Did Morrison win, or did Shorten lose?

Patriot Realm
by John W

Yes, against all predictions, Scott Morrison pulled off the impossible. He won the election. People who had a hunch he might win, and placed bets, cleaned up. The odds were good … bookmakers were certain he could not win. One bookmaker paid out before the election, so convinced were they he had no chance. They won’t be doing that again.

To what extent do we give Morrison credit? This seemingly decent but largely unknown bloke who makes no waves, rocks no boats, says nothing controversial… in fact says nothing at all of any substance on anything… to what extent do we give him credit for his win?

Context is important here. His political opponents terrified thinking Australians. Even football soaked Aussies who glaze over at the mere mention of politics picked up that there was a lunatic in their midst. Of course, that lunatic was Shorten.

Shorten’s minders tried very hard to contain his known foot in mouth disease. Even so, he at times did himself considerable harm, as when he authoritatively maintained that electric cars can be recharged in eight minutes. This was just the ammunition firebrand Alan Jones needed to shake sleeping Australians awake and he did just that.

So we had mild-mannered, steady as she goes ‘Scomo’ and lunatic, high spending, impractical Shorten.

A stark contrast. Chalk and cheese.

There was only one way voters could gravitate, and this is exactly what happened. The question is – were voters running to ‘Scomo’ or running away from Shorten? Were voters truly inspired by the man with the Clark Kent demeanour, or just very aware that the other guy was not across his own policies, was avoiding heavy interviews, was obsessed with wind, solar and electric cars and most definitely would lower the drawbridge to thousands of country shoppers?

Was it inspiration or fear? Was Scomo’s win deserved or was he just lucky he had no credible opposition? In fact, shouldn’t he have won in a landslide given how incompetent his opponents were?

Another context was the mess Labor made when last in power. People remember the Rudd, Gillard, Rudd instability. This memory hangs over Labor.

So Scott Morrison got over the line. You could feel the great relief across Australia. Callers to talkback sounded as though they had just awoken from a bad dream, and they had. They had been facing the prospect of Shorten, Wong, Plibersek and other shredders changing Australia into something unrecognizable.

Yes, we escaped a bullet, but for the future is this man, currently affectionately known as ‘Scomo’, made of the right stuff? There is no evidence to suggest he is. He became a household name when a minister, for stopping the boats. He was given great credit for this, but some strongly believe much of this credit belongs to the experienced military strategist, Jim Molan, who behind the scenes was very much the architect of this very successful operation.

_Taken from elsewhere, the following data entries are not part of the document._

//! Post-copy text modifications on the destination wiki.
//!
//! Each [`ModificationRule`] selects synced titles with its `pages` regex and
//! runs its substitutions in list order, each one over the previous one's
//! output. Counts are summed across rules.

use regex::Regex;

use wikimirror_core::{ContentProvider, ModificationRule, Site, Substitution, Title, TitleSet};

use crate::error::SyncError;
use crate::orchestrator::Phase;
use crate::outcome::{BatchReport, ItemOutcome, SkipReason};

/// Translates a backslash-style replacement (`\1`, `\g<name>`, `\g<1>`, `\n`)
/// into `regex` syntax. A `$` is a literal character and is escaped as `$$`.
pub fn normalize_replacement(repl: &str) -> String {
    let mut out = String::with_capacity(repl.len());
    let mut chars = repl.chars().peekable();
    while let Some(c) = chars.next() {
        match c {
            '$' => {
                out.push_str("$$");
                continue;
            }
            '\\' => {}
            _ => {
                out.push(c);
                continue;
            }
        }
        match chars.peek().copied() {
            Some(d) if d.is_ascii_digit() => {
                let mut group = String::new();
                while let Some(d) = chars.peek().copied().filter(char::is_ascii_digit) {
                    group.push(d);
                    chars.next();
                }
                out.push_str(&format!("${{{group}}}"));
            }
            Some('g') => {
                chars.next();
                if chars.peek() == Some(&'<') {
                    chars.next();
                    let name: String = chars.by_ref().take_while(|&c| c != '>').collect();
                    out.push_str(&format!("${{{name}}}"));
                } else {
                    out.push_str("\\g");
                }
            }
            Some('n') => {
                chars.next();
                out.push('\n');
            }
            Some('t') => {
                chars.next();
                out.push('\t');
            }
            Some('\\') => {
                chars.next();
                out.push('\\');
            }
            _ => out.push('\\'),
        }
    }
    out
}

fn compile(pattern: &str) -> Result<Regex, SyncError> {
    Regex::new(pattern).map_err(|source| SyncError::Pattern {
        pattern: pattern.to_owned(),
        source,
    })
}

/// A substitution with its pattern compiled (or the compile error, which
/// is reported for every page the rule touches).
struct Prepared {
    pattern: String,
    compiled: Result<Regex, regex::Error>,
    replacement: String,
}

impl Prepared {
    fn new(sub: &Substitution) -> Self {
        Self {
            pattern: sub.pattern.clone(),
            compiled: Regex::new(&sub.pattern),
            replacement: normalize_replacement(&sub.repl),
        }
    }
}

fn run_prepared(text: &str, subs: &[Prepared]) -> Result<String, SyncError> {
    let mut text = text.to_owned();
    for sub in subs {
        let re = sub.compiled.as_ref().map_err(|e| SyncError::Pattern {
            pattern: sub.pattern.clone(),
            source: e.clone(),
        })?;
        text = re.replace_all(&text, sub.replacement.as_str()).into_owned();
    }
    Ok(text)
}

/// Apply `subs` to `text` in order, each over the previous result.
pub fn substitute_all(text: &str, subs: &[Substitution]) -> Result<String, SyncError> {
    let prepared: Vec<Prepared> = subs.iter().map(Prepared::new).collect();
    run_prepared(text, &prepared)
}

/// Compile every pattern of `rule`, reporting the first invalid one.
pub fn validate_rule(rule: &ModificationRule) -> Result<(), SyncError> {
    compile(&rule.page_pattern)?;
    for sub in &rule.substitutions {
        compile(&sub.pattern)?;
    }
    Ok(())
}

/// Titles of `synced` selected by `rule`'s page pattern.
pub fn select(rule: &ModificationRule, synced: &TitleSet) -> Result<TitleSet, SyncError> {
    let selector = compile(&rule.page_pattern)?;
    Ok(synced
        .iter()
        .filter(|title| selector.is_match(title.as_str()))
        .cloned()
        .collect())
}

/// Rewrites synced pages on `dst`.
///
/// In a dry run nothing was copied, so a page missing on `dst` is read from
/// `src` instead: counts then match what a real run would modify.
pub struct TextTransformer<'a, P: ?Sized> {
    provider: &'a P,
    src: &'a Site,
    dst: &'a Site,
    dry_run: bool,
}

impl<'a, P: ContentProvider + ?Sized> TextTransformer<'a, P> {
    pub fn new(provider: &'a P, src: &'a Site, dst: &'a Site) -> Self {
        Self {
            provider,
            src,
            dst,
            dry_run: false,
        }
    }

    pub fn dry_run(mut self, dry_run: bool) -> Self {
        self.dry_run = dry_run;
        self
    }

    /// Apply every rule to its selection of `synced`; counts are summed
    /// across rules.
    pub fn apply_modifications(&self, synced: &TitleSet, rules: &[ModificationRule]) -> BatchReport {
        let mut report = BatchReport::new(Phase::Modifications);
        for rule in rules {
            report.absorb(self.apply_rule(synced, rule));
        }
        report
    }

    fn apply_rule(&self, synced: &TitleSet, rule: &ModificationRule) -> BatchReport {
        let mut report = BatchReport::new(Phase::Modifications);
        let selected = match select(rule, synced) {
            Ok(selected) => selected,
            Err(err) => {
                tracing::warn!("Skipping modification rule: {err}");
                return report;
            }
        };
        let subs: Vec<Prepared> = rule.substitutions.iter().map(Prepared::new).collect();
        let total = selected.len();
        for (i, title) in selected.iter().enumerate() {
            tracing::info!("{}/{total} Modification of {title}", i + 1);
            let outcome = match self.modify_page(title, &subs) {
                Ok(outcome) => outcome,
                Err(err) => {
                    tracing::warn!("Error to modify page {title} ({err})");
                    ItemOutcome::Failed(err)
                }
            };
            report.record(title, outcome);
        }
        report
    }

    fn modify_page(&self, title: &Title, subs: &[Prepared]) -> Result<ItemOutcome, SyncError> {
        let mut page = self.provider.get_page(self.dst, title)?;
        if !page.exists && self.dry_run {
            page = self.provider.get_page(self.src, title)?;
        }
        if !page.exists {
            return Ok(ItemOutcome::Skipped(SkipReason::NotOnDestination));
        }
        let text = run_prepared(&page.text, subs)?;
        if text == page.text {
            return Ok(ItemOutcome::Skipped(SkipReason::Unchanged));
        }
        if self.dry_run {
            tracing::info!("[dry-run] would save {title}");
            return Ok(ItemOutcome::WouldWrite);
        }
        tracing::info!("Save {title}");
        self.provider
            .write_page(self.dst, title, &text, "Post-synchronization modifications")?;
        Ok(ItemOutcome::Written)
    }
}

It is vital we are led by a man of great vision, wisdom and strength, who will not shy away or hide from the very tough decisions that await.

We are in a world where there is massive leftist pressure on all to conform to the Left way, leaders and civilians alike. Can Morrison see this? Does he understand this? Has he the strength to say no when leftist pressure builds like a tidal wave threatening our country in so many ways?

Is he, deeply within, rock solid, or a weak man whose weakness was in fact what got him over the line in the election? Weakness that was wrongly read as stability, as a safe harbour in which to shelter from Shorten and his windmills? Will he prove to be safe in the future when great strength and decisiveness will be vital to keep Australia out of trouble? Will he stop the onslaught of leftism that is chewing up many once great countries overseas?

If he is not mighty in his very soul, and deeply wise, he will not be able to climb the very tall mountain before him.

There is zero evidence to suggest he is truly made of the right stuff. He is a man of deafening silence on pretty much every concern Australians have for the country they love.